Zanu PF’s strategy prevailed. Land was seized violently and haphazardly. Peasants marched onto the farms and grabbed everything they could find. Politicians and other well-connected individuals confiscated prime land and creamed off the output.

But the majority of new farmers have dismally failed. Sooner rather than later it dawned on them that they did not have the capital, technology or skills to utilise the farms. As a result most of the land now lies fallow and derelict. What followed, as they say, is history. This is not “destructive criticism” as Zanu PF apologists claim, but reality.

The same — if not worse — will happen if foreign companies are seized recklessly. What Zimbabwe needs is a measured approach, not a reckless and irresponsible method, to achieve indigenisation.

It should not be seen as an event but a process. This is what Minister Saviour Kasukuwere and his noisy sycophants from the Zanu PF Youth League need to understand and appreciate.

They have a good cause, but should not spoil it through uninformed arguments and inflammatory rhetoric.

Malema, their guest last weekend, spoke eloquently on this issue despite occasional lapses into poisonous demagoguery. Indigenisation policy must not be informed by populist rhetoric but economic realities on the ground.

The programme must be designed to ensure a broad-based ownership of the economy by locals, sustainable economic growth, employment and poverty alleviation. As Malema kept on saying throughout his visit, it must not be a pretext for primitive accumulation of wealth by the elite.

Reserve Bank governor Gideon Gono has  — for a change — been clear on this issue. He has been consistently urging caution and the need for a structured and measured indigenisation programme.

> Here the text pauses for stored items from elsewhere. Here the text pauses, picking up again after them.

//! Board sides and cell classification.

use serde::{Deserialize, Serialize};

/// One of the six named edges of the board.
///
/// A side never includes its two corner endpoints. Orientation follows
/// the cell naming: `BottomLeft` is rank 1, `BottomRight` is file `a`,
/// `TopLeft` is the last file, `TopRight` is the last rank, and the two
/// `Middle` sides are the slanted edges in between.
#[derive(Clone, Copy, Debug, PartialEq, Eq, Hash, PartialOrd, Ord, Serialize, Deserialize)]
pub enum BoardSide {
    TopLeft,
    TopRight,
    MiddleLeft,
    MiddleRight,
    BottomLeft,
    BottomRight,
}

impl BoardSide {
    /// All six sides.
    pub const ALL: [BoardSide; 6] = [
        BoardSide::TopLeft,
        BoardSide::TopRight,
        BoardSide::MiddleLeft,
        BoardSide::MiddleRight,
        BoardSide::BottomLeft,
        BoardSide::BottomRight,
    ];

    /// Bit used by [`SideSet`].
    const fn bit(self) -> u8 {
        match self {
            BoardSide::TopLeft => 1 << 0,
            BoardSide::TopRight => 1 << 1,
            BoardSide::MiddleLeft => 1 << 2,
            BoardSide::MiddleRight => 1 << 3,
            BoardSide::BottomLeft => 1 << 4,
            BoardSide::BottomRight => 1 << 5,
        }
    }
}

impl std::fmt::Display for BoardSide {
    fn fmt(&self, f: &mut std::fmt::Formatter<'_>) -> std::fmt::Result {
        let name = match self {
            BoardSide::TopLeft => "top-left",
            BoardSide::TopRight => "top-right",
            BoardSide::MiddleLeft => "middle-left",
            BoardSide::MiddleRight => "middle-right",
            BoardSide::BottomLeft => "bottom-left",
            BoardSide::BottomRight => "bottom-right",
        };
        write!(f, "{name}")
    }
}

/// Set of board sides packed into one byte.
///
/// Union is commutative and idempotent, which is what lets groups merge
/// in any order.
#[derive(Clone, Copy, Debug, Default, PartialEq, Eq, Hash, Serialize, Deserialize)]
pub struct SideSet(u8);

impl SideSet {
    /// The empty set.
    #[must_use]
    pub const fn empty() -> Self {
        Self(0)
    }

    /// Add a side. Returns true if it was not already present.
    pub fn insert(&mut self, side: BoardSide) -> bool {
        let fresh = !self.contains(side);
        self.0 |= side.bit();
        fresh
    }

    /// Check membership.
    #[must_use]
    pub const fn contains(&self, side: BoardSide) -> bool {
        self.0 & side.bit() != 0
    }

    /// Number of distinct sides.
    #[must_use]
    pub const fn len(&self) -> usize {
        self.0.count_ones() as usize
    }

    /// True if no side is present.
    #[must_use]
    pub const fn is_empty(&self) -> bool {
        self.0 == 0
    }

    /// Set union.
    #[must_use]
    pub const fn union(self, other: SideSet) -> SideSet {
        SideSet(self.0 | other.0)
    }

    /// Iterate over the sides present, in [`BoardSide::ALL`] order.
    pub fn iter(&self) -> impl Iterator<Item = BoardSide> + '_ {
        BoardSide::ALL.into_iter().filter(|side| self.contains(*side))
    }
}

impl FromIterator<BoardSide> for SideSet {
    fn from_iter<I: IntoIterator<Item = BoardSide>>(iter: I) -> Self {
        let mut set = SideSet::empty();
        for side in iter {
            set.insert(side);
        }
        set
    }
}

/// Classification of a cell by how many neighbors it has.
#[derive(Clone, Copy, Debug, PartialEq, Eq, Hash, Serialize, Deserialize)]
pub enum CellKind {
    /// Three neighbors.
    Corner,
    /// Four neighbors (edge cell that is not a corner).
    Side,
    /// Six neighbors.
    Interior,
}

Gono says Zimbabwe needs economic empowerment and transformation but “strategic thinking” must drive this, not populist rhetoric. He says indigenisation must not be allowed to degenerate into a calamity like the land reform programme or become a ploy which thieves in public office and business vultures use to loot the economy.

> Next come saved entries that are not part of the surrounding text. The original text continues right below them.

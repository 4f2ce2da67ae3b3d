//! Static geometry of a hexagonal Havannah board.
//!
//! ## Layout
//!
//! A board of size `s` has `2s - 1` files and `2s - 1` ranks. Files left
//! of the middle file start at rank 1 and end early; files right of it
//! start late and end at the top rank:
//!
//! ```text
//! first_rank(f) = 1                  if f <= s - 1
//!               = 1 + f - (s - 1)    otherwise
//! last_rank(f)  = s + f              if f <  s - 1
//!               = 2s - 1             otherwise
//! ```
//!
//! The six neighbor offsets in `(file, rank)` space are
//! `(+1,+1) (0,+1) (-1,0) (-1,-1) (0,-1) (+1,0)`.
//!
//! ## Dense indexing
//!
//! `index_of` maps every cell to `0..cell_count()` in the same order as
//! `coordinates()` (rank-major, ascending file within a rank), so per-cell
//! state can live in a flat vector.

use smallvec::SmallVec;

use super::side::{BoardSide, CellKind};
use crate::core::coordinate::file_label;
use crate::core::{Coordinate, GameError, Result};

/// The six hex directions as `(file, rank)` deltas.
pub const NEIGHBOR_OFFSETS: [(i16, i16); 6] = [(1, 1), (0, 1), (-1, 0), (-1, -1), (0, -1), (1, 0)];

/// Neighbor list; never longer than six.
pub type Neighbors = SmallVec<[Coordinate; 6]>;

/// Immutable board geometry.
#[derive(Clone, Debug, PartialEq, Eq)]
pub struct Board {
    size: u16,
    /// `row_offsets[r - 1]` = number of cells on ranks below `r`.
    /// The final entry is the total cell count.
    row_offsets: Vec<usize>,
}

impl Board {
    /// Smallest playable board.
    pub const MIN_SIZE: u16 = 2;

    /// Largest supported board.
    ///
    /// Files are integer indices, so this is a practicality bound rather
    /// than a labelling one.
    pub const MAX_SIZE: u16 = 32;

    /// Size of a board built with `Board::default()`.
    pub const DEFAULT_SIZE: u16 = 6;

    /// Create a board of the given size.
    ///
    /// Returns `Err(GameError::InvalidSize)` outside `MIN_SIZE..=MAX_SIZE`.
    pub fn new(size: u16) -> Result<Self> {
        if !(Self::MIN_SIZE..=Self::MAX_SIZE).contains(&size) {
            return Err(GameError::InvalidSize {
                size,
                min: Self::MIN_SIZE,
                max: Self::MAX_SIZE,
            });
        }
        Ok(Self::build(size))
    }

    /// Build the rank offset table. `size` must already be in range.
    fn build(size: u16) -> Self {
        let s = usize::from(size);
        let mut row_offsets = Vec::with_capacity(2 * s);
        let mut total = 0;
        row_offsets.push(total);
        for rank in 1..2 * s {
            total += if rank <= s { s + rank - 1 } else { 3 * s - 1 - rank };
            row_offsets.push(total);
        }

        Self { size, row_offsets }
    }

    /// Board size (cells along each edge, corners included).
    #[must_use]
    pub fn size(&self) -> u16 {
        self.size
    }

    /// Number of files, `2 * size - 1`.
    #[must_use]
    pub fn file_count(&self) -> u16 {
        2 * self.size - 1
    }

    /// Highest rank on the board, `2 * size - 1`.
    #[must_use]
    pub fn max_rank(&self) -> u16 {
        2 * self.size - 1
    }

    /// Total number of cells, `3 * size * (size - 1) + 1`.
    #[must_use]
    pub fn cell_count(&self) -> usize {
        let s = usize::from(self.size);
        3 * s * (s - 1) + 1
    }

    /// File labels in index order (`a`, `b`, ...).
    #[must_use]
    pub fn files(&self) -> Vec<String> {
        (0..self.file_count()).map(file_label).collect()
    }

    /// First rank present in `file`, or `None` if the file is off the board.
    #[must_use]
    pub fn first_rank_in_file(&self, file: u16) -> Option<u16> {
        if file >= self.file_count() {
            return None;
        }
        let middle = self.size - 1;
        Some(if file <= middle { 1 } else { 1 + file - middle })
    }

    /// Last rank present in `file`, or `None` if the file is off the board.
    #[must_use]
    pub fn last_rank_in_file(&self, file: u16) -> Option<u16> {
        if file >= self.file_count() {
            return None;
        }
        let middle = self.size - 1;
        Some(if file >= middle { self.max_rank() } else { self.size + file })
    }

    /// First file present on `rank` (ranks are assumed on the board).
    fn first_file_in_rank(&self, rank: u16) -> u16 {
        if rank <= self.size {
            0
        } else {
            rank - self.size
        }
    }

    /// Last file present on `rank` (ranks are assumed on the board).
    fn last_file_in_rank(&self, rank: u16) -> u16 {
        if rank <= self.size {
            self.size + rank - 2
        } else {
            self.file_count() - 1
        }
    }

    /// Check whether a coordinate lies on this board.
    #[must_use]
    pub fn is_valid(&self, coord: Coordinate) -> bool {
        match (self.first_rank_in_file(coord.file), self.last_rank_in_file(coord.file)) {
            (Some(first), Some(last)) => (first..=last).contains(&coord.rank),
            _ => false,
        }
    }

    /// All cells, ordered by ascending rank then ascending file.
    #[must_use]
    pub fn coordinates(&self) -> Vec<Coordinate> {
        let mut coords = Vec::with_capacity(self.cell_count());
        for rank in 1..=self.max_rank() {
            for file in self.first_file_in_rank(rank)..=self.last_file_in_rank(rank) {
                coords.push(Coordinate::new(file, rank));
            }
        }
        coords
    }

    /// Dense index of a cell in `coordinates()` order.
    #[must_use]
    pub fn index_of(&self, coord: Coordinate) -> Option<usize> {
        if !self.is_valid(coord) {
            return None;
        }
        let row = usize::from(coord.rank - 1);
        Some(self.row_offsets[row] + usize::from(coord.file - self.first_file_in_rank(coord.rank)))
    }

    /// Inverse of [`Board::index_of`].
    #[must_use]
    pub fn coordinate_at(&self, index: usize) -> Option<Coordinate> {
        if index >= self.cell_count() {
            return None;
        }
        // row_offsets[0] == 0 <= index, so the partition point is at least 1
        let row = self.row_offsets.partition_point(|&offset| offset <= index) - 1;
        let rank = u16::try_from(row + 1).ok()?;
        let file = self.first_file_in_rank(rank) + u16::try_from(index - self.row_offsets[row]).ok()?;
        Some(Coordinate::new(file, rank))
    }

    /// The six geometric neighbor candidates, on the board or not.
    ///
    /// A candidate is `None` only when it would fall below file or rank 0.
    #[must_use]
    pub fn neighbor_candidates(&self, coord: Coordinate) -> [Option<Coordinate>; 6] {
        NEIGHBOR_OFFSETS.map(|(df, dr)| coord.offset(df, dr))
    }

    /// Neighbors of a cell that lie on this board.
    ///
    /// Yields 3 for corners, 4 for side cells and 6 for interior cells,
    /// in [`NEIGHBOR_OFFSETS`] order.
    #[must_use]
    pub fn neighbors(&self, coord: Coordinate) -> Neighbors {
        self.neighbor_candidates(coord)
            .into_iter()
            .flatten()
            .filter(|candidate| self.is_valid(*candidate))
            .collect()
    }

    /// Check whether two cells are adjacent.
    #[must_use]
    pub fn are_adjacent(&self, a: Coordinate, b: Coordinate) -> bool {
        self.is_valid(a)
            && self.is_valid(b)
            && NEIGHBOR_OFFSETS
                .iter()
                .any(|&(df, dr)| a.offset(df, dr) == Some(b))
    }

    /// Classify a cell by its neighbor count. `None` if off the board.
    #[must_use]
    pub fn cell_kind(&self, coord: Coordinate) -> Option<CellKind> {
        if !self.is_valid(coord) {
            return None;
        }
        match self.neighbors(coord).len() {
            3 => Some(CellKind::Corner),
            4 => Some(CellKind::Side),
            _ => Some(CellKind::Interior),
        }
    }

    /// True for the six cells with exactly three neighbors.
    #[must_use]
    pub fn is_corner(&self, coord: Coordinate) -> bool {
        self.cell_kind(coord) == Some(CellKind::Corner)
    }

    /// True for edge cells that are not corners.
    #[must_use]
    pub fn is_side(&self, coord: Coordinate) -> bool {
        self.cell_kind(coord) == Some(CellKind::Side)
    }

    /// The named side a side cell belongs to.
    ///
    /// Corners and interior cells return `None`.
    #[must_use]
    pub fn board_side(&self, coord: Coordinate) -> Option<BoardSide> {
        if !self.is_side(coord) {
            return None;
        }
        if coord.file == self.file_count() - 1 {
            Some(BoardSide::TopLeft)
        } else if coord.rank == self.max_rank() {
            Some(BoardSide::TopRight)
        } else if coord.rank == 1 {
            Some(BoardSide::BottomLeft)
        } else if coord.file == 0 {
            Some(BoardSide::BottomRight)
        } else if Some(coord.rank) == self.first_rank_in_file(coord.file) {
            Some(BoardSide::MiddleLeft)
        } else if Some(coord.rank) == self.last_rank_in_file(coord.file) {
            Some(BoardSide::MiddleRight)
        } else {
            None
        }
    }

    /// The six corners, counter-clockwise from `a1`.
    #[must_use]
    pub fn corners(&self) -> [Coordinate; 6] {
        let s = self.size;
        let top = self.max_rank();
        let last_file = self.file_count() - 1;
        [
            Coordinate::new(0, 1),
            Coordinate::new(s - 1, 1),
            Coordinate::new(last_file, s),
            Coordinate::new(last_file, top),
            Coordinate::new(s - 1, top),
            Coordinate::new(0, s),
        ]
    }

    /// The two corners bounding a side.
    ///
    /// A bridge running along a side connects exactly these two corners.
    #[must_use]
    pub fn side_endpoints(&self, side: BoardSide) -> [Coordinate; 2] {
        let [a1, bottom, right_mid, top_right, top, left_mid] = self.corners();
        match side {
            BoardSide::BottomLeft => [a1, bottom],
            BoardSide::MiddleLeft => [bottom, right_mid],
            BoardSide::TopLeft => [right_mid, top_right],
            BoardSide::TopRight => [top_right, top],
            BoardSide::MiddleRight => [top, left_mid],
            BoardSide::BottomRight => [left_mid, a1],
        }
    }
}

impl Default for Board {
    fn default() -> Self {
        Self::build(Self::DEFAULT_SIZE)
    }
}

Kasukuwere doesn’t get it. He can’t in all seriousness argue that there is nothing wrong with him “becoming rich” and expect poor people to support him. Of course, there is everything wrong with him becoming rich by taking advantage of his position in public office. It’s that simple.

The minister must get this clear and stop uttering ridiculous statements which only serve to undermine his cause. His puerile outbursts on Zimplats and other companies were unhelpful just like his dreadful regulations on indigenisation. Those regulations are bad law and must be withdrawn.

The cabinet committee on indigenisation and empowerment — which Kasukuwere chairs — must broaden its consultations with business, political parties, civil society and ordinary people to come up with a realistic policy on the issue. It must gather input from a wide cross-section of stakeholders to achieve a broad national consensus and legitimacy among Zimbabweans. Government must not mess up a good cause through policy and implementation failure.